▶ [SOURCE MATERIAL]:
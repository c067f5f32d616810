//! Settings loading from disk and the environment.

use std::fs;
use std::path::{Path, PathBuf};
use std::str::FromStr;
use std::sync::Arc;

use thiserror::Error;

use crate::config::schema::Settings;
use crate::config::validation::{validate_settings, ValidationError};
use crate::config::SettingsHandle;

/// Error type for settings loading.
#[derive(Debug, Error)]
pub enum ConfigError {
    #[error("IO error reading {path:?}: {source}")]
    Io {
        path: PathBuf,
        #[source]
        source: std::io::Error,
    },

    #[error("Parse error: {0}")]
    Parse(#[from] toml::de::Error),

    #[error("Invalid value '{value}' for environment variable {var}")]
    Env { var: &'static str, value: String },

    #[error("Validation failed: {}", join_errors(.0))]
    Validation(Vec<ValidationError>),
}

fn join_errors(errors: &[ValidationError]) -> String {
    errors
        .iter()
        .map(ToString::to_string)
        .collect::<Vec<_>>()
        .join(", ")
}

/// Parse settings from TOML text. Missing fields take their defaults.
pub fn parse_settings(content: &str) -> Result<Settings, ConfigError> {
    Ok(toml::from_str(content)?)
}

/// Load settings from an optional TOML file, apply environment overrides
/// and validate the result.
pub fn load_settings(path: Option<&Path>) -> Result<Settings, ConfigError> {
    let mut settings = match path {
        Some(path) => {
            let content = fs::read_to_string(path).map_err(|source| ConfigError::Io {
                path: path.to_path_buf(),
                source,
            })?;
            parse_settings(&content)?
        }
        None => Settings::default(),
    };

    apply_env_overrides(&mut settings, |var| std::env::var(var).ok())?;
    validate_settings(&settings).map_err(ConfigError::Validation)?;

    Ok(settings)
}

/// Apply environment overrides on top of file settings.
///
/// `lookup` resolves a variable name to its value.
pub fn apply_env_overrides<F>(settings: &mut Settings, lookup: F) -> Result<(), ConfigError>
where
    F: Fn(&str) -> Option<String>,
{
    if let Some(host) = lookup("VOICEVOX_HOST") {
        settings.voicevox.host = host;
    }
    if let Some(path) = lookup("VOICEVOX_ENGINE_PATH") {
        settings.voicevox.engine_path = Some(path).filter(|p| !p.is_empty());
    }
    if let Some(value) = lookup("VOICEVOX_SPEAKER") {
        settings.voicevox.speaker = parse_var("VOICEVOX_SPEAKER", value)?;
    }
    if let Some(value) = lookup("VOICE_COOLDOWN") {
        settings.voice.cooldown_secs = parse_var("VOICE_COOLDOWN", value)?;
    }
    if let Some(value) = lookup("ZOMBIE_ALERT_COOLDOWN") {
        settings.monitoring.cooldowns.horde_secs = parse_var("ZOMBIE_ALERT_COOLDOWN", value)?;
    }
    if let Some(value) = lookup("ZOMBIE_FEW_ALERT_COOLDOWN") {
        settings.monitoring.cooldowns.few_secs = parse_var("ZOMBIE_FEW_ALERT_COOLDOWN", value)?;
    }
    if let Some(value) = lookup("ZOMBIE_WARNING_COOLDOWN") {
        settings.monitoring.cooldowns.warning_secs =
            parse_var("ZOMBIE_WARNING_COOLDOWN", value)?;
    }
    if let Some(value) = lookup("DEBUG_MODE") {
        settings.debug = value.eq_ignore_ascii_case("true");
    }

    let dirs = [
        ("STATIC_DIR", &mut settings.paths.static_dir),
        ("LOGS_DIR", &mut settings.paths.logs_dir),
        ("TEMP_DIR", &mut settings.paths.temp_dir),
        ("SHARED_DIR", &mut settings.paths.shared_dir),
    ];
    for (var, dir) in dirs {
        if let Some(value) = lookup(var) {
            *dir = value;
        }
    }

    Ok(())
}

fn parse_var<T: FromStr>(var: &'static str, value: String) -> Result<T, ConfigError> {
    value
        .trim()
        .parse()
        .map_err(|_| ConfigError::Env { var, value })
}

/// Create the configured directories. Failures are logged, not fatal.
pub fn ensure_directories(settings: &Settings) {
    for dir in settings.paths.all() {
        let path = Path::new(dir);
        if path.exists() {
            continue;
        }
        match fs::create_dir_all(path) {
            Ok(()) => tracing::info!(path = %dir, "Created directory"),
            Err(e) => tracing::error!(path = %dir, error = %e, "Failed to create directory"),
        }
    }
}

/// Provides validated settings to the startup sequence.
pub trait SettingsSource: Send + Sync {
    fn load(&self) -> Result<Arc<Settings>, ConfigError>;
}

/// Settings source backed by an optional TOML file.
///
/// Every successful load is published into the shared handle.
pub struct FileSettingsSource {
    path: Option<PathBuf>,
    handle: SettingsHandle,
}

impl FileSettingsSource {
    pub fn new(path: Option<PathBuf>, handle: SettingsHandle) -> Self {
        Self { path, handle }
    }
}

impl SettingsSource for FileSettingsSource {
    fn load(&self) -> Result<Arc<Settings>, ConfigError> {
        let settings = load_settings(self.path.as_deref())?;
        ensure_directories(&settings);
        let settings = Arc::new(settings);
        self.handle.store(settings.clone());
        Ok(settings)
    }
}
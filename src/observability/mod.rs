//! Observability subsystem.
//!
//! # Data Flow
//! ```text
//! All subsystems produce:
//!     → tracing events with structured fields (logging.rs installs the subscriber)
//!     → metrics.rs (counters, gauges, histograms)
//!
//! Consumers:
//!     → stdout (pretty or JSON lines)
//!     → Prometheus scrape endpoint, when enabled
//! ```
//!
//! # Design Decisions
//! - Metric updates are no-ops until an exporter is installed
//! - Log level comes from `RUST_LOG`, falling back to the debug flag

pub mod logging;
pub mod metrics;
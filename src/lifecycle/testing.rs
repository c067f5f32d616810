//! Call-counting collaborators for lifecycle tests.

use std::sync::atomic::{AtomicBool, AtomicU32, Ordering};
use std::sync::Arc;

use async_trait::async_trait;

use crate::config::{ConfigError, Settings, SettingsHandle, SettingsSource};
use crate::engine::{EngineError, EngineLauncher};
use crate::monitoring::{MonitorStart, MonitoringControl, MonitoringError};
use crate::voice::{VoiceError, VoiceService, VoiceServiceProvider};

#[derive(Default)]
pub struct SpySettings {
    pub loads: AtomicU32,
    pub fail: AtomicBool,
}

impl SettingsSource for SpySettings {
    fn load(&self) -> Result<Arc<Settings>, ConfigError> {
        self.loads.fetch_add(1, Ordering::SeqCst);
        if self.fail.load(Ordering::SeqCst) {
            return Err(ConfigError::Env {
                var: "VOICEVOX_SPEAKER",
                value: "loud".into(),
            });
        }
        Ok(Arc::new(Settings::default()))
    }
}

/// Engine that reports ready from the `ready_on`-th check; never if `None`.
pub struct SpyEngine {
    pub starts: AtomicU32,
    pub checks: AtomicU32,
    pub stops: AtomicU32,
    ready_on: Option<u32>,
}

impl SpyEngine {
    pub fn ready_on(check: u32) -> Self {
        Self {
            starts: AtomicU32::new(0),
            checks: AtomicU32::new(0),
            stops: AtomicU32::new(0),
            ready_on: Some(check),
        }
    }

    pub fn never_ready() -> Self {
        Self {
            ready_on: None,
            ..Self::ready_on(0)
        }
    }
}

#[async_trait]
impl EngineLauncher for SpyEngine {
    fn start_in_background(&self) {
        self.starts.fetch_add(1, Ordering::SeqCst);
    }

    async fn is_ready(&self) -> bool {
        let check = self.checks.fetch_add(1, Ordering::SeqCst) + 1;
        self.ready_on.is_some_and(|n| check >= n)
    }

    async fn shutdown(&self) -> Result<(), EngineError> {
        self.stops.fetch_add(1, Ordering::SeqCst);
        Ok(())
    }
}

#[derive(Default)]
pub struct SpyVoice {
    pub calls: AtomicU32,
    pub fail: AtomicBool,
}

impl VoiceServiceProvider for SpyVoice {
    fn voice_service(&self) -> Result<Arc<VoiceService>, VoiceError> {
        self.calls.fetch_add(1, Ordering::SeqCst);
        if self.fail.load(Ordering::SeqCst) {
            return Err(VoiceError::NotInitialized);
        }
        Ok(Arc::new(VoiceService::from_settings(
            reqwest::Client::new(),
            SettingsHandle::default(),
        )?))
    }
}

#[derive(Default)]
pub struct SpyMonitoring {
    pub starts: AtomicU32,
    pub stops: AtomicU32,
    pub fail: AtomicBool,
    active: AtomicBool,
}

#[async_trait]
impl MonitoringControl for SpyMonitoring {
    async fn start_monitoring(&self) -> Result<MonitorStart, MonitoringError> {
        self.starts.fetch_add(1, Ordering::SeqCst);
        if self.fail.load(Ordering::SeqCst) {
            return Err(MonitoringError::NoDetector);
        }
        self.active.store(true, Ordering::SeqCst);
        Ok(MonitorStart::Started)
    }

    async fn stop_monitoring(&self) -> Result<(), MonitoringError> {
        self.stops.fetch_add(1, Ordering::SeqCst);
        self.active.store(false, Ordering::SeqCst);
        Ok(())
    }

    fn is_active(&self) -> bool {
        self.active.load(Ordering::SeqCst)
    }
}

pub fn count(counter: &AtomicU32) -> u32 {
    counter.load(Ordering::SeqCst)
}
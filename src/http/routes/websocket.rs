//! WebSocket endpoint.

use axum::extract::ws::{Message, WebSocket, WebSocketUpgrade};
use axum::extract::State;
use axum::response::Response;
use axum::routing::get;
use axum::Router;
use futures_util::{SinkExt, StreamExt};
use uuid::Uuid;

use crate::http::server::AppState;
use crate::monitoring::MonitorStart;
use crate::ws::{ClientMessage, Notification, ServerMessage};

pub fn websocket_router() -> Router<AppState> {
    Router::new().route("/ws", get(upgrade))
}

async fn upgrade(ws: WebSocketUpgrade, State(state): State<AppState>) -> Response {
    ws.on_upgrade(move |socket| handle_socket(socket, state))
}

async fn handle_socket(socket: WebSocket, state: AppState) {
    let (id, mut outbound) = state.connections.register();
    let (mut sink, mut stream) = socket.split();

    let writer = tokio::spawn(async move {
        while let Some(message) = outbound.recv().await {
            let text = match serde_json::to_string(&message) {
                Ok(text) => text,
                Err(e) => {
                    tracing::warn!(error = %e, "Failed to encode WebSocket message");
                    continue;
                }
            };
            if sink.send(Message::Text(text.into())).await.is_err() {
                return;
            }
        }
        let _ = sink.send(Message::Close(None)).await;
    });

    state
        .connections
        .send_to(id, ServerMessage::system("WebSocket connection established"));
    state
        .connections
        .send_to(id, ServerMessage::status(state.monitoring_active()));

    while let Some(frame) = stream.next().await {
        match frame {
            Ok(Message::Text(text)) => handle_text(&state, id, text.as_str()).await,
            Ok(Message::Close(_)) => break,
            Ok(_) => {}
            Err(e) => {
                tracing::debug!(connection_id = %id, error = %e, "WebSocket receive failed");
                break;
            }
        }
    }

    state.connections.unregister(id);
    let _ = writer.await;
}

async fn handle_text(state: &AppState, id: Uuid, text: &str) {
    let message = match serde_json::from_str::<ClientMessage>(text) {
        Ok(message) => message,
        Err(e) => {
            tracing::debug!(connection_id = %id, error = %e, "Malformed WebSocket message");
            state
                .connections
                .send_to(id, ServerMessage::error("Invalid message format"));
            return;
        }
    };

    match message {
        ClientMessage::Ping { timestamp } => {
            state.connections.send_to(id, ServerMessage::pong(timestamp));
        }
        ClientMessage::Command { command } => handle_command(state, id, &command).await,
        ClientMessage::Unknown => {
            tracing::debug!(connection_id = %id, "Ignoring unknown message type");
        }
    }
}

async fn handle_command(state: &AppState, id: Uuid, command: &str) {
    match command {
        "status" => {
            state
                .connections
                .send_to(id, ServerMessage::status(state.monitoring_active()));
        }
        "start_monitoring" => start_monitoring(state, id).await,
        "stop_monitoring" => stop_monitoring(state, id).await,
        other => {
            tracing::debug!(command = other, "Unknown WebSocket command");
            state
                .connections
                .send_to(id, ServerMessage::command_result(other, false, "Unknown command"));
        }
    }
}

/// Send the command result followed by fresh status.
fn reply(state: &AppState, id: Uuid, command: &str, success: bool, message: impl Into<String>) {
    let connections = &state.connections;
    connections.send_to(id, ServerMessage::command_result(command, success, message));
    connections.send_to(id, ServerMessage::status(state.monitoring_active()));
}

async fn start_monitoring(state: &AppState, id: Uuid) {
    const COMMAND: &str = "start_monitoring";
    let Some(monitoring) = &state.monitoring else {
        reply(state, id, COMMAND, false, "Monitoring is not enabled");
        return;
    };

    match monitoring.start_monitoring().await {
        Ok(MonitorStart::Started) => {
            reply(state, id, COMMAND, true, "Monitoring started");
            state.connections.notify(
                Notification::new("Zombie monitoring has started.", "system").title("Monitoring"),
            );
            state.connections.broadcast(ServerMessage::speak(
                "Monitoring started. I will tell you if I spot anything.",
                "happy",
            ));
        }
        Ok(MonitorStart::AlreadyRunning) => {
            reply(state, id, COMMAND, true, "Monitoring is already running");
        }
        Err(e) => {
            tracing::error!(error = %e, "Failed to start monitoring");
            reply(state, id, COMMAND, false, format!("Error: {e}"));
        }
    }
}

async fn stop_monitoring(state: &AppState, id: Uuid) {
    const COMMAND: &str = "stop_monitoring";
    let Some(monitoring) = &state.monitoring else {
        reply(state, id, COMMAND, false, "Monitoring is not enabled");
        return;
    };

    match monitoring.stop_monitoring().await {
        Ok(()) => {
            reply(state, id, COMMAND, true, "Monitoring stopped");
            state.connections.notify(
                Notification::new("Zombie monitoring has stopped.", "system").title("Monitoring"),
            );
        }
        Err(e) => {
            tracing::error!(error = %e, "Failed to stop monitoring");
            reply(state, id, COMMAND, false, format!("Error: {e}"));
        }
    }
}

▶ [INSTRUCTIONS FOR THE TASK]: Every line holding the word "ClientMessage" should be copied out of the material.

▶ [FINISHED EXERCISE]:
use crate::ws::{ClientMessage, Notification, ServerMessage};
    let message = match serde_json::from_str::<ClientMessage>(text) {
        ClientMessage::Ping { timestamp } => {
        ClientMessage::Command { command } => handle_command(state, id, &command).await,
        ClientMessage::Unknown => {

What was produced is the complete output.